Anti-Corruption Reform Package

ActionSA’s has declared Corruption Public Enemy Number One.  In order to break the back of corruption ActionSA is introducing an Anti-Corruption Reform Package. This is about making corruption dangerous again. These reforms are designed to end impunity, protect those who expose wrongdoing, and ensure that corruption is met with real and unavoidable consequences.

At the heart of this package is a simple principle: honest public servants and citizens must be protected and empowered, while corrupt networks and their enablers must be decisively dismantled.

A Four-Part Reform Agenda

  • ActionSA’s Anti-Corruption Reform Package consists of four Bills:

    1. The Fallen Whistleblowers Bill
      This first Bill honours the brave South Africans who paid the ultimate price for telling the truth. It is named in memory of whistleblowers such as Babita Deokaran and others who were murdered for exposing corruption, while the state failed to protect them and Parliament failed to act.
    2. The Zero Tolerance Anti-Corruption Bill
      To be introduced in the coming months, this Bill will end the culture of consequence-free looting by imposing firm and unavoidable penalties for corruption.
    3. Strengthened Blacklisting Measures
      This Bill will prevent corrupt individuals and companies from recycling themselves through the state by streamlining and tightening blacklisting rules and enforcement.
    4. Reform of the National Prosecuting Authority
      This Bill will fundamentally reform the NPA to eliminate political interference and ensure swift, independent prosecutions without fear or favour.

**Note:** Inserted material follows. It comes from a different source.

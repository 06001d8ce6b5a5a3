//! Message types exchanged over the request and result queues

pub mod messages;

pub use messages::*;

The Fallen Whistleblowers Bill

ActionSA’s Fallen Whistleblowers Bill is introduced through amendments to the Public Procurement Act, 2024, and focuses on the sector most vulnerable to corruption: public procurement, which accounts for over R800 billion in annual expenditure across all spheres of government.

What the Bill Does

  • First, it strikes corruption where it hurts most, public procurement, by creating a secure and anonymous disclosure mechanism.
  • Second, it strengthens protection by doubling penalties for intimidation and interference with whistleblowers to 20 years in prison.
  • Third, it introduces rewards for whistleblowers whose disclosures lead to the recovery of stolen public funds.

And fourth, where the NPA fails to act, it opens the door to private prosecutions, ensuring corruption does not go unpunished.

Why This Bill Is Necessary

South Africa’s experience of State Capture, and the findings of the Zondo Commission, made it clear that whistleblowers were indispensable in exposing corruption. Yet critical recommendations to incentivise and protect them remain unimplemented. 

Existing reward mechanisms in environmental and resource legislation are narrow, fragmented, and ineffective. Meanwhile, the NPA has repeatedly failed to secure prosecutions and recover stolen public funds.

International experience proves that whistleblower incentives work. In the United States, the False Claims Act enabled the recovery of $2.9 billion (R52.2 billion) in 2024 alone. Similar models operate successfully in the UK and Europe. South Africa is lagging behind legislatively in this regard. 

Protecting Those Who Tell the Truth

In South Africa, whistleblowers routinely face threats to their safety, livelihoods, and dignity. In tragic cases, including the assassinations of Babita Deokaran and Marius van der Merwe, the cost of exposing corruption has been fatal. Courage should not be a death sentence.

It is unjust and unsustainable to expect whistleblowers to carry this burden alone. The Fallen Whistleblowers Bill ensures that those who risk everything to protect the public interest are recognised, supported, and empowered.